### Brief
Every line in the records below with the string "this" needs to be copied out.

Saved entries:
+---+

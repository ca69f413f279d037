//! Logging and tracing configuration
//!
//! Harness messages go to stderr. Guest console lines are emitted under the
//! `console` target at DEBUG, so `RUST_LOG=console=debug` mirrors the serial
//! console without turning on everything else.

use tracing_subscriber::{fmt, layer::SubscriberExt, util::SubscriberInitExt, EnvFilter};

/// Tracing target used for guest console lines
pub const CONSOLE_TARGET: &str = "console";

/// Initialize tracing for the CLI (stderr logging)
///
/// Logs are controlled by the `RUST_LOG` environment variable.
/// Default level is INFO for this crate, WARN for dependencies.
/// `verbose` additionally enables guest console lines.
pub fn init_cli(verbose: bool) {
    let filter = EnvFilter::try_from_default_env().unwrap_or_else(|_| {
        if verbose {
            EnvFilter::new("functest=debug,console=debug,warn")
        } else {
            EnvFilter::new("functest=info,warn")
        }
    });

    tracing_subscriber::registry()
        .with(filter)
        .with(
            fmt::layer()
                .with_writer(std::io::stderr)
                .with_target(true)
                .with_thread_ids(false)
                .with_file(false)
                .with_line_number(false)
                .compact(),
        )
        .init();
}
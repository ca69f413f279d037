//! Asset identity: checksums and descriptors
//!
//! An asset is identified by the digest of its content, never by the URL it
//! happens to be served from.

use std::fmt;
use std::hash::{Hash, Hasher as _};
use std::io::Read;
use std::path::Path;

use serde::Deserialize;
use sha2::{Digest, Sha256, Sha512};

use crate::common::{Error, Result};

/// Digest algorithm, inferred from the length of the hex checksum
#[derive(Debug, Clone, Copy, PartialEq, Eq, Hash)]
pub enum DigestAlgorithm {
    Sha256,
    Sha512,
}

impl DigestAlgorithm {
    /// Start an incremental hash
    pub fn hasher(self) -> ContentHasher {
        match self {
            Self::Sha256 => ContentHasher::Sha256(Sha256::new()),
            Self::Sha512 => ContentHasher::Sha512(Sha512::new()),
        }
    }
}

/// Incremental hasher fed while bytes stream in
pub enum ContentHasher {
    Sha256(Sha256),
    Sha512(Sha512),
}

impl ContentHasher {
    pub fn update(&mut self, bytes: &[u8]) {
        match self {
            Self::Sha256(h) => h.update(bytes),
            Self::Sha512(h) => h.update(bytes),
        }
    }

    /// Finish and return the lowercase hex digest
    pub fn finalize_hex(self) -> String {
        match self {
            Self::Sha256(h) => hex::encode(h.finalize()),
            Self::Sha512(h) => hex::encode(h.finalize()),
        }
    }
}

/// Expected content digest of an asset, lowercase hex
#[derive(Debug, Clone, PartialEq, Eq, Hash, PartialOrd, Ord)]
pub struct Checksum(String);

impl Checksum {
    /// Parse a hex digest; 64 characters is SHA-256, 128 is SHA-512
    pub fn parse(value: &str) -> Result<Self> {
        let hex = value.trim().to_ascii_lowercase();
        let valid_len = hex.len() == 64 || hex.len() == 128;
        if !valid_len || !hex.bytes().all(|b| b.is_ascii_hexdigit()) {
            return Err(Error::InvalidChecksum(value.to_string()));
        }
        Ok(Self(hex))
    }

    pub fn as_str(&self) -> &str {
        &self.0
    }

    pub fn algorithm(&self) -> DigestAlgorithm {
        if self.0.len() == 128 {
            DigestAlgorithm::Sha512
        } else {
            DigestAlgorithm::Sha256
        }
    }

    /// Hash a file on disk with this checksum's algorithm (blocking)
    pub fn digest_file(&self, path: &Path) -> std::io::Result<String> {
        hash_file(path, self.algorithm())
    }
}

impl fmt::Display for Checksum {
    fn fmt(&self, f: &mut fmt::Formatter<'_>) -> fmt::Result {
        f.write_str(&self.0)
    }
}

/// Stream a file through a hasher without loading it whole (blocking)
pub fn hash_file(path: &Path, algorithm: DigestAlgorithm) -> std::io::Result<String> {
    let mut file = std::fs::File::open(path)?;
    let mut hasher = algorithm.hasher();
    let mut buf = vec![0u8; 64 * 1024];
    loop {
        let n = file.read(&mut buf)?;
        if n == 0 {
            break;
        }
        hasher.update(&buf[..n]);
    }
    Ok(hasher.finalize_hex())
}

/// A remote artifact: where to get it and what it must hash to
///
/// Equality and hashing use the checksum only, so two descriptors that
/// point at mirrors of the same file are the same asset.
#[derive(Debug, Clone, Deserialize)]
#[serde(try_from = "RawDescriptor")]
pub struct AssetDescriptor {
    pub url: String,
    pub checksum: Checksum,
}

impl AssetDescriptor {
    pub fn new(url: impl Into<String>, checksum: &str) -> Result<Self> {
        Ok(Self {
            url: url.into(),
            checksum: Checksum::parse(checksum)?,
        })
    }

    /// Last path segment of the URL, for log messages
    pub fn file_name(&self) -> &str {
        self.url
            .rsplit('/')
            .next()
            .filter(|s| !s.is_empty())
            .unwrap_or(&self.url)
    }
}

impl PartialEq for AssetDescriptor {
    fn eq(&self, other: &Self) -> bool {
        self.checksum == other.checksum
    }
}

impl Eq for AssetDescriptor {}

impl Hash for AssetDescriptor {
    fn hash<H: std::hash::Hasher>(&self, state: &mut H) {
        self.checksum.hash(state);
    }
}

/// On-disk spelling of a descriptor: `url` plus one of `sha256`/`sha512`/`checksum`
#[derive(Deserialize)]
struct RawDescriptor {
    url: String,
    #[serde(alias = "sha256", alias = "sha512")]
    checksum: String,
}

impl TryFrom<RawDescriptor> for AssetDescriptor {
    type Error = Error;

    fn try_from(raw: RawDescriptor) -> Result<Self> {
        Self::new(raw.url, &raw.checksum)
    }
}

/// Lifecycle of an asset inside one store
#[derive(Debug, Clone, Copy, PartialEq, Eq)]
pub enum AssetState {
    NotFetched,
    Fetching,
    Verified,
    Corrupt,
}

impl fmt::Display for AssetState {
    fn fmt(&self, f: &mut fmt::Formatter<'_>) -> fmt::Result {
        match self {
            Self::NotFetched => write!(f, "not fetched"),
            Self::Fetching => write!(f, "fetching"),
            Self::Verified => write!(f, "verified"),
            Self::Corrupt => write!(f, "corrupt"),
        }
    }
}

#[cfg(test)]
mod tests {
    use super::*;
    use std::collections::HashSet;

    const EMPTY_SHA256: &str = "e3b0c44298fc1c149afbf4c8996fb92427ae41e4649b934ca495991b7852b855";

    #[test]
    fn test_checksum_algorithm_from_length() {
        let c = Checksum::parse(EMPTY_SHA256).unwrap();
        assert_eq!(c.algorithm(), DigestAlgorithm::Sha256);

        let c = Checksum::parse(&"ab".repeat(64)).unwrap();
        assert_eq!(c.algorithm(), DigestAlgorithm::Sha512);
    }

    #[test]
    fn test_checksum_normalizes_case() {
        let c = Checksum::parse(&EMPTY_SHA256.to_uppercase()).unwrap();
        assert_eq!(c.as_str(), EMPTY_SHA256);
    }

    #[test]
    fn test_checksum_rejects_garbage() {
        assert!(matches!(
            Checksum::parse("abc"),
            Err(Error::InvalidChecksum(_))
        ));
        assert!(Checksum::parse(&"zz".repeat(32)).is_err());
        assert!(Checksum::parse(&"a".repeat(96)).is_err());
    }

    #[test]
    fn test_descriptor_identity_is_checksum() {
        let a = AssetDescriptor::new("http://one.example/k.deb", EMPTY_SHA256).unwrap();
        let b = AssetDescriptor::new("http://mirror.example/other.deb", EMPTY_SHA256).unwrap();
        assert_eq!(a, b);

        let set: HashSet<_> = [a, b].into_iter().collect();
        assert_eq!(set.len(), 1);
    }

    #[test]
    fn test_descriptor_from_yaml() {
        let d: AssetDescriptor = serde_yaml::from_str(&format!(
            "url: http://example.com/rootfs.cpio.gz\nsha256: {}\n",
            EMPTY_SHA256
        ))
        .unwrap();
        assert_eq!(d.file_name(), "rootfs.cpio.gz");
        assert_eq!(d.checksum.as_str(), EMPTY_SHA256);

        let bad: std::result::Result<AssetDescriptor, _> =
            serde_yaml::from_str("url: http://example.com/x\nsha256: nothex\n");
        assert!(bad.is_err());
    }

    #[test]
    fn test_hash_file_streams() {
        let dir = tempfile::tempdir().unwrap();
        let path = dir.path().join("empty");
        std::fs::write(&path, b"").unwrap();
        assert_eq!(hash_file(&path, DigestAlgorithm::Sha256).unwrap(), EMPTY_SHA256);
    }
}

+---+

### Exercise answer
/// Default level is INFO for this crate, WARN for dependencies.
    /// Hash a file on disk with this checksum's algorithm (blocking)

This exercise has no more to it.